第22章 情書

“砰砰砰”

門口突然響起一陣敲門聲。

“來了,來了……”

程斌一手攥著遊戲機,一手啃著蘋果,頭髮亂得像雞窩,上半身套著件鬆垮的純白T恤,趿拉著拖鞋拉開大門,含混不清地喊:“我靠,江頖?你怎麼來了?”

江頖越過他徑直往裡走,頭也不回地問:“江林呢?”

程斌咬了一大口蘋果,慢慢咀嚼著,眼神促狹地用胳膊肘撞了撞江頖:“在裡頭打遊戲呢。你這大忙人怎麼有空來?最近不是忙著‘學習’嗎?”尾音拖得老長,滿是調侃。

江頖翻了個白眼:“來給你當爹。”

說著加快腳步走到江林身後,不輕不重地拍了下他的肩膀。

江林被嚇得瞬間跳起來,手裡的遊戲機“啪”地甩到電視機底下,他咬牙切齒地回頭罵:“程斌,你大爺的!”

程斌躲在江頖身後,聽見罵聲立馬急了,把蘋果往茶幾上一放,指著江林喊:“你瞎啊?眼睛不用就捐了!”

江林轉過身看清來人,氣焰瞬間蔫了,翻了個大大的白眼,無語道:“江頖,你能不能彆總在人背後搞突然襲擊?”

江頖挑了挑眉,冷笑一聲:“shabi。”

“哈哈哈哈……”

爆笑聲瞬間在彆墅裡炸開,程斌捂著肚子蹲在地上,笑得眼淚都快出來了,嘴角還沾著蘋果渣。

江林氣得跳下沙發,伸手扣住程斌的脖子,把茶幾上的蘋果直接塞進他嘴裡,纔算止住了那陣豬叫。

江頖坐在沙發上,拿起一旁的遊戲手柄熟練操作,電視螢幕上,幾個遊戲人物正在印尼巴厘島的花園場景裡激烈決鬥。

程斌和江林對視一眼,識趣地湊過來,一左一右坐在他旁邊。

“咳……”

“咳咳……”

程斌故意咳了好幾聲,眼神一個勁朝江林使眼色。江林心領神會,也跟著咳嗽兩聲,試圖吸引江頖的注意。

“有病就去醫院開藥。”

江頖頭也不抬,手指還在手柄上飛快按動。

程斌和江林互相推搡了一下,最終還是程斌清了清嗓子,小心翼翼地問:“江頖,你……你跟那姑娘怎麼樣了?”兩人瞬間豎起耳朵,滿眼期待地等著答案。

“GAMEOVER”

電視突然彈出結算畫麵,江頖放下手柄,往後靠在沙發背上,兩條長腿往前一伸交叉著,仰頭看向天花板,神色柔和得不像話,他慵懶地開口:“足球賽那天,介紹你們認識。”

程斌和江林瞳孔驟縮,驚訝得張大嘴巴,半天說不出話。緩了幾秒後,兩人猛地捂住嘴,站起身指著江頖,聲音都在發顫:“你?!”

江頖挑眉,春風得意地點了點頭。

程斌急得在原地轉圈,邊轉邊歎氣,突然停下腳步盯著江頖,滿是疑惑:“不是,她到底看上你啥了啊?”江林在一旁連連點頭,深表認同。

“可能,是臉吧。
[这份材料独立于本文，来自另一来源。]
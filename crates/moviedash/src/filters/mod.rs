//! Single- and multi-dimension filtering over `Movies`.
//!
//! Bucket predicates are fixed SQL fragments owned by the bucket enums; user
//! supplied values (rating threshold, genre) are always bound as parameters.

use rusqlite::types::Value as SqlValue;

use crate::models::{
    Block, DurationBucket, Genre, Page, PageKind, RatingThreshold, ResultTable, Section,
    VotesBucket,
};
use crate::source::{MovieQuery, MovieSource};

pub const FILTER_PAGE_TITLE: &str = "Filtering page";
pub const MULTI_FILTER_PAGE_TITLE: &str = "Filtering Page";
pub const DEFAULT_ROW_CAP: usize = 1_000;

/// Current state of the four filter controls.
#[derive(Debug, Clone, Copy, Default, PartialEq, Eq)]
pub struct FilterSelection {
    pub duration: Option<DurationBucket>,
    pub rating: RatingThreshold,
    pub votes: Option<VotesBucket>,
    pub genre: Option<Genre>,
}

/// Selection with every control set; the only input the combined query accepts.
#[derive(Debug, Clone, Copy, PartialEq, Eq)]
pub struct CompleteSelection {
    pub duration: DurationBucket,
    pub rating: RatingThreshold,
    pub votes: VotesBucket,
    pub genre: Genre,
}

impl FilterSelection {
    #[must_use]
    pub fn complete(&self) -> Option<CompleteSelection> {
        Some(CompleteSelection {
            duration: self.duration?,
            rating: self.rating,
            votes: self.votes?,
            genre: self.genre?,
        })
    }

    #[must_use]
    pub fn missing_controls(&self) -> Vec<&'static str> {
        let mut missing = Vec::new();
        if self.duration.is_none() {
            missing.push("duration");
        }
        if self.votes.is_none() {
            missing.push("votes");
        }
        if self.genre.is_none() {
            missing.push("genre");
        }
        missing
    }
}

impl CompleteSelection {
    #[must_use]
    pub fn describe(&self) -> String {
        format!(
            "Your condition: [Genre-{}], [Rating-{} : 10.0], [Duration - {}], [Votes: {}]",
            self.genre,
            self.rating,
            self.duration.label(),
            self.votes.label()
        )
    }
}

#[must_use]
pub fn duration_query(bucket: DurationBucket) -> MovieQuery {
    MovieQuery::new(format!(
        "SELECT Title, Genre, Duration FROM Movies WHERE {};",
        bucket.predicate()
    ))
}

#[must_use]
pub fn rating_query(rating: RatingThreshold) -> MovieQuery {
    MovieQuery::new("SELECT Title, Genre, Rating FROM Movies WHERE Rating >= ?1;")
        .bind(rating.value())
}

#[must_use]
pub fn votes_query(bucket: VotesBucket) -> MovieQuery {
    MovieQuery::new(format!(
        "SELECT Title, Genre, Votes FROM Movies WHERE {};",
        bucket.predicate()
    ))
}

#[must_use]
pub fn genre_query(genre: Genre) -> MovieQuery {
    MovieQuery::new(
        "SELECT Title, Genre, Rating, Votes, Duration FROM Movies WHERE Genre = ?1;",
    )
    .bind(genre_param(genre))
}

#[must_use]
pub fn combined_query(selection: &CompleteSelection) -> MovieQuery {
    MovieQuery::new(format!(
        "SELECT Title, Genre, Rating, Votes, Duration FROM Movies \
         WHERE Genre = ?1 AND Rating >= ?2 AND {} AND {};",
        selection.duration.predicate(),
        selection.votes.predicate()
    ))
    .bind(genre_param(selection.genre))
    .bind(selection.rating.value())
}

fn genre_param(genre: Genre) -> SqlValue {
    SqlValue::Text(genre.as_str().to_string())
}

/// Runs each selected control independently. One failing control never
/// affects the others.
#[must_use]
pub fn build_filter_page(
    source: &dyn MovieSource,
    selection: &FilterSelection,
    row_cap: Option<usize>,
) -> Page {
    let mut page = Page::new(PageKind::Filter, FILTER_PAGE_TITLE);

    let duration = selection.duration.map(|bucket| {
        (
            duration_query(bucket),
            format!("Movie list with duration {}", bucket.label()),
        )
    });
    page.sections.push(run_filter_section(
        source,
        Section::new("duration", "1. Filtered Movies Based on Duration"),
        duration,
        row_cap,
    ));

    let rating = Some((
        rating_query(selection.rating),
        format!("Movie list with Rating >= {}", selection.rating),
    ));
    page.sections.push(run_filter_section(
        source,
        Section::new("rating", "2. Filtered Movies Based on Rating"),
        rating,
        row_cap,
    ));

    let votes = selection.votes.map(|bucket| {
        (
            votes_query(bucket),
            format!("Movie list with Votes {}", bucket.label()),
        )
    });
    page.sections.push(run_filter_section(
        source,
        Section::new("votes", "3. Filtered Movies based on voting"),
        votes,
        row_cap,
    ));

    let genre = selection.genre.map(|genre| {
        (
            genre_query(genre),
            format!("Movie list with genre {genre}"),
        )
    });
    page.sections.push(run_filter_section(
        source,
        Section::new("genre", "4. Filter Movies by Genre"),
        genre,
        row_cap,
    ));

    page
}

fn run_filter_section(
    source: &dyn MovieSource,
    mut section: Section,
    control: Option<(MovieQuery, String)>,
    row_cap: Option<usize>,
) -> Section {
    if !source.is_available() {
        section.push(Block::source_unavailable());
        return section;
    }

    let Some((query, summary)) = control else {
        return section;
    };

    match source.fetch(&query.with_row_cap(row_cap)) {
        Ok(table) => {
            section.push(Block::text(format!(
                "{summary}, Total Count: {}",
                table.total_rows
            )));
            push_rows(&mut section, table);
        }
        Err(error) => {
            let cause = format!("{error:#}");
            tracing::warn!(filter = %section.key, %cause, "filter query failed");
            section.push(Block::query_failed(format!("Error -> query part {cause}")));
        }
    }

    section
}

/// Runs the conjunctive query once duration, votes and genre are all chosen.
#[must_use]
pub fn build_multi_filter_page(
    source: &dyn MovieSource,
    selection: &FilterSelection,
    row_cap: Option<usize>,
) -> Page {
    let mut page = Page::new(PageKind::MultiFilter, MULTI_FILTER_PAGE_TITLE);
    let mut section = Section::new("multi_filter", "Select Filters");

    if !source.is_available() {
        section.push(Block::source_unavailable());
        page.sections.push(section);
        return page;
    }

    let Some(complete) = selection.complete() else {
        section.push(Block::text(format!(
            "Waiting for a selection on: {}",
            selection.missing_controls().join(", ")
        )));
        page.sections.push(section);
        return page;
    };

    match source.fetch(&combined_query(&complete).with_row_cap(row_cap)) {
        Ok(table) => {
            section.push(Block::text(complete.describe()));
            section.push(Block::text(format!(
                "Total movie count: {}",
                table.total_rows
            )));
            push_rows(&mut section, table);
        }
        Err(error) => {
            let cause = format!("{error:#}");
            tracing::warn!(%cause, "combined filter query failed");
            section.push(Block::query_failed(format!("Error -> query part {cause}")));
        }
    }

    page.sections.push(section);
    page
}

fn push_rows(section: &mut Section, table: ResultTable) {
    if table.truncated {
        section.push(Block::text(format!(
            "Showing the first {} of {} rows",
            table.rows.len(),
            table.total_rows
        )));
    }
    section.push(Block::table_or_no_results(table));
}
”江頖一本正經地說。

“噗,”

兩人瞬間笑噴,程斌笑得直拍大腿,江林更是笑得直不起腰。

幾分鐘後,程斌揉著笑酸的肚子順氣,還忍不住悶笑;江林見狀,直接一腳踹在程斌屁股上,程斌捂著屁股踉蹌著往前撲了兩步。

江林坐到江頖旁邊,盯著他的臉看了好幾分鐘,眼珠子轉來轉去,時不時歎口氣,手摸著下巴陷入沉思。

江頖無視他的怪異舉動,想起傍晚那個溫柔的吻,嘴角不自覺地勾起一抹幸福的笑。

突然一張大臉湊到眼前,江頖瞬間收起笑容,抬手給了程斌一巴掌。

“滾。”

清脆的巴掌聲在客廳裡迴盪,程斌捂著發紅的臉,委屈地跑到江林身邊,控訴江頖的“暴行”。
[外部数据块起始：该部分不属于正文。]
use std::collections::BTreeMap;
use std::fmt::{Display, Formatter};

use anyhow::{Context, Result};
use serde::{Deserialize, Serialize};
use serde_json::{Value, json};

use crate::models::page::Page;
use crate::utils::timestamp::generated_at_utc_now;

pub const QUERY_ENVELOPE_SCHEMA_VERSION: &str = "moviedash.page-envelope.v1";

pub type QueryEnvelopeMeta = BTreeMap<String, Value>;

#[derive(Debug, Clone, PartialEq, Serialize, Deserialize)]
pub struct QueryEnvelopeWarning {
    pub code: String,
    pub message: String,

    #[serde(skip_serializing_if = "Option::is_none")]
    pub details: Option<Value>,
}

#[derive(Debug, Clone, PartialEq, Serialize, Deserialize)]
pub struct QueryEnvelopeError {
    pub code: String,
    pub message: String,

    #[serde(skip_serializing_if = "Option::is_none")]
    pub details: Option<Value>,
}

/// JSON wrapper printed by `--json` runs.
#[derive(Debug, Clone, PartialEq, Serialize, Deserialize)]
pub struct QueryEnvelope {
    pub ok: bool,
    pub command: String,
    pub generated_at_utc: String,

    #[serde(skip_serializing_if = "Option::is_none")]
    pub data: Option<Value>,

    pub meta: QueryEnvelopeMeta,
    pub warnings: Vec<QueryEnvelopeWarning>,

    #[serde(skip_serializing_if = "Option::is_none")]
    pub error: Option<QueryEnvelopeError>,
}

/// Runtime failure carrying the envelope that describes it.
#[derive(Debug, Clone)]
pub struct QueryEnvelopeCommandFailure {
    envelope: QueryEnvelope,
}

impl QueryEnvelopeCommandFailure {
    #[must_use]
    pub fn new(envelope: QueryEnvelope) -> Self {
        Self { envelope }
    }

    #[must_use]
    pub fn envelope(&self) -> &QueryEnvelope {
        &self.envelope
    }
}

impl Display for QueryEnvelopeCommandFailure {
    fn fmt(&self, f: &mut Formatter<'_>) -> std::fmt::Result {
        match serde_json::to_string(&self.envelope) {
            Ok(encoded) => f.write_str(&encoded),
            Err(_) => f.write_str("page envelope serialization failure"),
        }
    }
}

impl std::error::Error for QueryEnvelopeCommandFailure {}

impl QueryEnvelope {
    #[must_use]
    pub fn ok(command: impl Into<String>, data: Value) -> Self {
        Self::base(command, true).with_data(data)
    }

    #[must_use]
    pub fn error(
        command: impl Into<String>,
        code: impl Into<String>,
        message: impl Into<String>,
    ) -> Self {
        let mut envelope = Self::base(command, false);
        envelope.error = Some(QueryEnvelopeError {
            code: code.into(),
            message: message.into(),
            details: None,
        });
        envelope
    }

    /// Wraps a rendered page. Inline warnings stay in the page and are also
    /// listed at the top level, keyed by the section they came from.
    pub fn for_page(command: impl Into<String>, page: &Page) -> Result<Self> {
        let data = serde_json::to_value(page).context("failed to encode page document")?;
        let mut envelope = Self::ok(command, data)
            .with_meta("page", json!(page.kind.as_str()))
            .with_meta("section_count", json!(page.sections.len()));

        let mut warning_count = 0_usize;
        for (section, code, message) in page.warnings() {
            warning_count += 1;
            envelope = envelope
                .with_warning(code.as_str(), message)
                .with_warning_details(json!({ "section": section.key }));
        }

        Ok(envelope.with_meta("warning_count", json!(warning_count)))
    }

    fn base(command: impl Into<String>, ok: bool) -> Self {
        let mut meta = QueryEnvelopeMeta::new();
        meta.insert(
            "schema_version".to_string(),
            json!(QUERY_ENVELOPE_SCHEMA_VERSION),
        );

        Self {
            ok,
            command: command.into(),
            generated_at_utc: generated_at_utc_now(),
            data: None,
            meta,
            warnings: Vec::new(),
            error: None,
        }
    }

    #[must_use]
    pub fn with_data(mut self, data: Value) -> Self {
        self.data = Some(data);
        self
    }

    #[must_use]
    pub fn with_meta(mut self, key: impl Into<String>, value: Value) -> Self {
        self.meta.insert(key.into(), value);
        self
    }

    #[must_use]
    pub fn with_warning(mut self, code: impl Into<String>, message: impl Into<String>) -> Self {
        self.warnings.push(QueryEnvelopeWarning {
            code: code.into(),
            message: message.into(),
            details: None,
        });
        self
    }

    #[must_use]
    pub fn with_warning_details(mut self, details: Value) -> Self {
        if let Some(last_warning) = self.warnings.last_mut() {
            last_warning.details = Some(details);
        }
        self
    }

    #[must_use]
    pub fn with_error_details(mut self, details: Value) -> Self {
        if let Some(error) = self.error.as_mut() {
            error.details = Some(details);
        }
        self
    }
}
江林眼神一轉,趁程斌不注意,在他另一邊臉上也補了一巴掌。

“啪”的一聲脆響後,他立馬躲到江頖身後,賤兮兮地捂嘴偷笑。

程斌難以置信地看著兩人,氣得大叫:“好你個江林!”說著就撲過去追江林,兩人又扭打在了一起。

沙發上傳來江頖平穩而低沉的聲音:“你們知道的,她不會說話。我教你們幾句簡單的手語問候語,見麵的時候用。”

兩人瞬間停手,乖乖坐到江頖身旁,眼神裡滿是震驚,他們還是第一次見江頖這麼認真。

“我想和她結婚。”江頖的聲音突然變得嚴肅,“我希望你們能接納她,她其實和我們冇什麼不一樣。”他頓了頓,目光落在電視螢幕上,緩緩補充:“會吃飯,會睡覺,和我們一樣,是個正常人。”
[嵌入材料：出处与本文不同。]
//! The ten fixed reports of the visualization page.
//!
//! Each report owns one read-only statement and a renderer turning the result
//! into tables and chart specifications. Slots are independent: a failing
//! statement becomes an inline warning in its own section and the page moves on.

pub mod histogram;

use anyhow::{Result, bail};

use crate::models::{
    BarChart, Block, Chart, HeatmapChart, Page, PageKind, PieChart, PieSlice, ResultTable,
    ScatterChart, ScatterPoint, Section,
};
use crate::source::{MovieQuery, MovieSource};

use histogram::RatingHistogram;

pub const REPORT_COUNT: usize = 10;
pub const VISUALIZATIONS_PAGE_TITLE: &str = "Data Visualizations";

#[derive(Debug, Clone, Copy)]
pub struct ReportDefinition {
    pub slot: u8,
    pub key: &'static str,
    pub title: &'static str,
    pub subtitle: &'static str,
    pub sql: &'static str,
    render: fn(&ResultTable) -> Result<Vec<Block>>,
}

impl ReportDefinition {
    #[must_use]
    pub fn section_key(&self) -> String {
        format!("report_{:02}_{}", self.slot, self.key)
    }
}

pub const REPORTS: [ReportDefinition; REPORT_COUNT] = [
    ReportDefinition {
        slot: 1,
        key: "top_movies",
        title: "1. Top 10 Movies by Rating and Voting Counts",
        subtitle: "Highest Ratings and Significant Voting engagement",
        sql: SQL_TOP_UNIQUE_MOVIES,
        render: render_top_movies,
    },
    ReportDefinition {
        slot: 2,
        key: "genre_distribution",
        title: "2. Genre Distribution",
        subtitle: "Movie Count by Genre",
        sql: SQL_GENRE_DISTRIBUTION,
        render: render_genre_distribution,
    },
    ReportDefinition {
        slot: 3,
        key: "average_duration",
        title: "3. Average Duration of movies",
        subtitle: "Average Movie Duration per Genre",
        sql: SQL_AVERAGE_DURATION,
        render: render_average_duration,
    },
    ReportDefinition {
        slot: 4,
        key: "voting_trends",
        title: "4. Voting Trends by Genre",
        subtitle: "Average Voting Counts per Genre",
        sql: SQL_AVERAGE_VOTES,
        render: render_voting_trends,
    },
    ReportDefinition {
        slot: 5,
        key: "rating_distribution",
        title: "5. Rating Distribution",
        subtitle: "Histogram chart for Movie Ratings",
        sql: SQL_RATINGS,
        render: render_rating_distribution,
    },
    ReportDefinition {
        slot: 6,
        key: "genre_rating_leaders",
        title: "6. Genre-Based Rating Leaders",
        subtitle: "Top-Rated movie for each Genre",
        sql: SQL_GENRE_LEADERS,
        render: render_genre_leaders,
    },
    ReportDefinition {
        slot: 7,
        key: "popular_genres",
        title: "7. Most Popular Genres by Voting",
        subtitle: "Highest Total Voting counts in a Pie-Chart",
        sql: SQL_VOTE_SHARE,
        render: render_vote_share,
    },
    ReportDefinition {
        slot: 8,
        key: "duration_extremes",
        title: "8. Duration Extremes",
        subtitle: "Shortest and Longest Movies in Table view",
        sql: SQL_DURATION_EXTREMES,
        render: render_duration_extremes,
    },
    ReportDefinition {
        slot: 9,
        key: "ratings_by_genre",
        title: "9. Ratings by Genre",
        subtitle: "Heatmap to compare Average Ratings across Genres",
        sql: SQL_AVERAGE_RATING,
        render: render_rating_heatmap,
    },
    ReportDefinition {
        slot: 10,
        key: "correlation",
        title: "10. Correlation Analysis",
        subtitle: "Relationship between Ratings and Voting Counts",
        sql: SQL_RATING_VOTES,
        render: render_correlation,
    },
];

const SQL_TOP_UNIQUE_MOVIES: &str = r#"
WITH ranked_movies AS (
    SELECT *, ROW_NUMBER() OVER (PARTITION BY Title ORDER BY Votes DESC, Rating DESC) AS rn
    FROM Movies
)
SELECT * FROM ranked_movies
WHERE rn = 1
ORDER BY Votes DESC, Rating DESC
LIMIT 10;
"#;

const SQL_GENRE_DISTRIBUTION: &str = r#"
SELECT Genre, COUNT(*) AS Count
FROM Movies
GROUP BY Genre
ORDER BY Count DESC;
"#;

// Duration text `H.MM`: digits after the point are whole minutes.
const SQL_AVERAGE_DURATION: &str = r#"
WITH converted_duration AS (
    SELECT
        Genre,
        (CAST(SUBSTR(Duration, 1, INSTR(Duration, '.') - 1) AS INTEGER) * 60
            + CAST(SUBSTR(Duration, INSTR(Duration, '.') + 1) AS INTEGER)) AS Duration_in_minutes
    FROM Movies
    WHERE Duration LIKE '%.%'
)
SELECT Genre, ROUND(AVG(Duration_in_minutes), 2) AS "Avg Duration (min)"
FROM converted_duration
GROUP BY Genre
ORDER BY "Avg Duration (min)";
"#;

const SQL_AVERAGE_VOTES: &str = r#"
SELECT Genre, ROUND(SUM(Votes) * 1.0 / COUNT(Title), 2) AS "Avg Votes Per Movie"
FROM Movies
GROUP BY Genre
ORDER BY "Avg Votes Per Movie" DESC;
"#;

const SQL_RATINGS: &str = r#"
SELECT Rating FROM Movies WHERE Rating IS NOT NULL;
"#;

const SQL_GENRE_LEADERS: &str = r#"
WITH ranked_movies AS (
    SELECT Genre, Title, Rating,
        RANK() OVER (PARTITION BY Genre ORDER BY Rating DESC) AS rank
    FROM Movies
    WHERE Rating IS NOT NULL
)
SELECT Genre, Title, Rating
FROM ranked_movies
WHERE rank = 1
ORDER BY Genre;
"#;

const SQL_VOTE_SHARE: &str = r#"
WITH genre_votes AS (
    SELECT Genre, SUM(Votes) AS total_votes
    FROM Movies
    WHERE Votes IS NOT NULL
    GROUP BY Genre
),
total AS (SELECT SUM(total_votes) AS grand_total FROM genre_votes)
SELECT
    gv.Genre,
    gv.total_votes AS "Total Votes",
    ROUND((gv.total_votes * 100.0) / t.grand_total, 1) AS "Percentage (%)"
FROM genre_votes gv, total t
ORDER BY gv.total_votes DESC;
"#;

// Duration number `H.ff`: the fraction counts hundredths, read as minutes.
const SQL_DURATION_EXTREMES: &str = r#"
WITH converted_duration AS (
    SELECT Title, Genre,
        CAST(Duration AS INTEGER) * 60
            + ROUND((Duration - CAST(Duration AS INTEGER)) * 100, 0) AS Duration_Minutes
    FROM Movies
),
shortest AS (
    SELECT 'Shortest Movie' AS Label, Title, Genre, Duration_Minutes
    FROM converted_duration
    WHERE Duration_Minutes = (SELECT MIN(Duration_Minutes) FROM converted_duration)
),
longest AS (
    SELECT 'Longest Movie' AS Label, Title, Genre, Duration_Minutes
    FROM converted_duration
    WHERE Duration_Minutes = (SELECT MAX(Duration_Minutes) FROM converted_duration)
)
SELECT Label, Title, Genre,
    CAST(Duration_Minutes / 60 AS INTEGER) || ' hr ' || CAST(Duration_Minutes % 60 AS INTEGER) || ' min' AS Duration
FROM shortest
UNION ALL
SELECT Label, Title, Genre,
    CAST(Duration_Minutes / 60 AS INTEGER) || ' hr ' || CAST(Duration_Minutes % 60 AS INTEGER) || ' min' AS Duration
FROM longest;
"#;

const SQL_AVERAGE_RATING: &str = r#"
SELECT Genre, ROUND(AVG(Rating), 2) AS "Avg Rating"
FROM Movies
GROUP BY Genre
ORDER BY "Avg Rating" DESC;
"#;

const SQL_RATING_VOTES: &str = r#"
SELECT Rating, Votes FROM Movies ORDER BY Rating DESC, Votes DESC;
"#;

#[must_use]
pub fn report(slot: u8) -> Option<&'static ReportDefinition> {
    REPORTS.iter().find(|report| report.slot == slot)
}

/// Builds the visualization page. An empty `slots` selection means every report.
#[must_use]
pub fn build_visualizations_page(source: &dyn MovieSource, slots: &[u8]) -> Page {
    let mut page = Page::new(PageKind::Visualizations, VISUALIZATIONS_PAGE_TITLE);
    for report in REPORTS
        .iter()
        .filter(|report| slots.is_empty() || slots.contains(&report.slot))
    {
        page.sections.push(run_report(source, report));
    }
    page
}

#[must_use]
pub fn run_report(source: &dyn MovieSource, report: &ReportDefinition) -> Section {
    let mut section = Section::new(report.section_key(), report.title).with_subtitle(report.subtitle);

    if !source.is_available() {
        section.push(Block::source_unavailable());
        return section;
    }

    let outcome = source
        .fetch(&MovieQuery::new(report.sql))
        .and_then(|table| (report.render)(&table));
    match outcome {
        Ok(blocks) => {
            tracing::debug!(slot = report.slot, blocks = blocks.len(), "report rendered");
            section.blocks = blocks;
        }
        Err(error) => {
            let cause = format!("{error:#}");
            tracing::warn!(slot = report.slot, %cause, "report query failed");
            section.push(Block::query_failed(format!("Error -> {cause}")));
        }
    }

    section
}

fn render_top_movies(table: &ResultTable) -> Result<Vec<Block>> {
    let chart = bar_chart(
        table,
        ("Title", "Movie Title"),
        ("Votes", "Votes"),
        "Top 10 Unique Movies by Votes and Rating",
    )?;
    Ok(vec![
        Block::table(table.project(&["Title", "Rating", "Votes"])?),
        Block::chart(Chart::Bar(chart)),
    ])
}

fn render_genre_distribution(table: &ResultTable) -> Result<Vec<Block>> {
    let chart = bar_chart(
        table,
        ("Genre", "Genre"),
        ("Count", "Number of Movies"),
        "Genre Distribution",
    )?;
    Ok(vec![Block::table(table.clone()), Block::chart(Chart::Bar(chart))])
}

fn render_average_duration(table: &ResultTable) -> Result<Vec<Block>> {
    let chart = bar_chart(
        table,
        ("Genre", "Genre"),
        ("Avg Duration (min)", "Average Duration (in minutes)"),
        "Average Movie Duration by Genre",
    )?;
    Ok(vec![
        Block::table(table.clone()),
        Block::chart(Chart::HorizontalBar(chart)),
    ])
}

fn render_voting_trends(table: &ResultTable) -> Result<Vec<Block>> {
    let chart = bar_chart(
        table,
        ("Genre", "Genre"),
        ("Avg Votes Per Movie", "Average Votes Per Movie"),
        "Voting Trends by Genre",
    )?;
    Ok(vec![Block::table(table.clone()), Block::chart(Chart::Bar(chart))])
}

fn render_rating_distribution(table: &ResultTable) -> Result<Vec<Block>> {
    let ratings = table.number_column("Rating")?;
    let histogram = RatingHistogram::from_ratings(ratings.into_iter().flatten());

    let mut blocks = vec![
        Block::table(histogram.frequency_table()),
        Block::chart(Chart::Histogram(histogram.chart())),
    ];
    if histogram.out_of_range > 0 {
        blocks.push(Block::text(format!(
            "{} rating(s) outside 0-10 were left out of the histogram",
            histogram.out_of_range
        )));
    }
    Ok(blocks)
}

fn render_genre_leaders(table: &ResultTable) -> Result<Vec<Block>> {
    let chart = bar_chart(
        table,
        ("Genre", "Genre"),
        ("Rating", "Rating"),
        "Top-Rated Movie by Genre",
    )?;
    Ok(vec![
        Block::table(table.clone()),
        Block::chart(Chart::HorizontalBar(chart)),
    ])
}

fn render_vote_share(table: &ResultTable) -> Result<Vec<Block>> {
    let labels = table.text_column("Genre")?;
    let values = table
        .number_column("Total Votes")?
        .into_iter()
        .map(|value| value.unwrap_or(0.0))
        .collect::<Vec<_>>();
    let total = values.iter().sum::<f64>();

    let slices = labels
        .into_iter()
        .zip(values)
        .map(|(label, value)| PieSlice {
            percent_label: if total > 0.0 {
                format!("{:.1}%", value * 100.0 / total)
            } else {
                "0.0%".to_string()
            },
            label,
            value,
        })
        .collect();

    Ok(vec![
        Block::table(table.clone()),
        Block::chart(Chart::Pie(PieChart {
            title: "Most Popular Genres by Voting".to_string(),
            slices,
        })),
    ])
}

fn render_duration_extremes(table: &ResultTable) -> Result<Vec<Block>> {
    table.column_index("Duration")?;
    Ok(vec![Block::table(table.clone())])
}

fn render_rating_heatmap(table: &ResultTable) -> Result<Vec<Block>> {
    let genres = table.text_column("Genre")?;
    let averages = table.number_column("Avg Rating")?;

    let mut cells = genres
        .into_iter()
        .zip(averages)
        .filter_map(|(genre, average)| average.map(|average| (genre, average)))
        .collect::<Vec<_>>();
    cells.sort_by(|left, right| left.0.cmp(&right.0));

    let (row_labels, cells): (Vec<_>, Vec<_>) = cells.into_iter().unzip();
    Ok(vec![
        Block::table(table.clone()),
        Block::chart(Chart::Heatmap(HeatmapChart {
            title: "Average Ratings Across Genres".to_string(),
            row_labels,
            column_label: "Avg Rating".to_string(),
            cells,
            annotation_format: ".2f".to_string(),
        })),
    ])
}

fn render_correlation(table: &ResultTable) -> Result<Vec<Block>> {
    let ratings = table.number_column("Rating")?;
    let votes = table.number_column("Votes")?;
    let points = ratings
        .into_iter()
        .zip(votes)
        .filter_map(|(rating, votes)| Some(ScatterPoint { x: rating?, y: votes? }))
        .collect();

    Ok(vec![Block::chart(Chart::Scatter(ScatterChart {
        title: "Relationship Between Ratings and Voting Counts".to_string(),
        x_label: "Movie Ratings".to_string(),
        y_label: "Total Votes".to_string(),
        points,
    }))])
}

fn bar_chart(
    table: &ResultTable,
    (category_column, category_label): (&str, &str),
    (value_column, value_label): (&str, &str),
    title: &str,
) -> Result<BarChart> {
    let categories = table.text_column(category_column)?;
    let values = table.number_column(value_column)?;
    if categories.len() != values.len() {
        bail!("bar chart columns have mismatched lengths");
    }

    Ok(BarChart {
        title: title.to_string(),
        category_label: category_label.to_string(),
        value_label: value_label.to_string(),
        categories,
        values,
    })
}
程斌驚訝地看著江頖,說實話,他連江頖會談戀愛都冇想過,更彆說結婚了。

他嚥了口唾沫,遲疑地問:“人家姑娘同意了嗎?還有……叔叔阿姨知道這件事嗎?”

江林立馬用胳膊肘懟了程斌一下,低聲罵:“嫁不嫁是人家姑孃的事,你管那麼多?再說了,不以結婚為目的的戀愛都是耍流氓,你個傻缺。”

江頖眼神暗了暗,垂下眼眸:“她還冇說,但我會努力。我爸媽還不知道,以後會告訴他們的。”

程斌和江林點了點頭,臉上露出真心的笑容,為朋友找到心愛的人而開心。程斌搓了搓手,迫不及待地催促:“那快教我們吧!”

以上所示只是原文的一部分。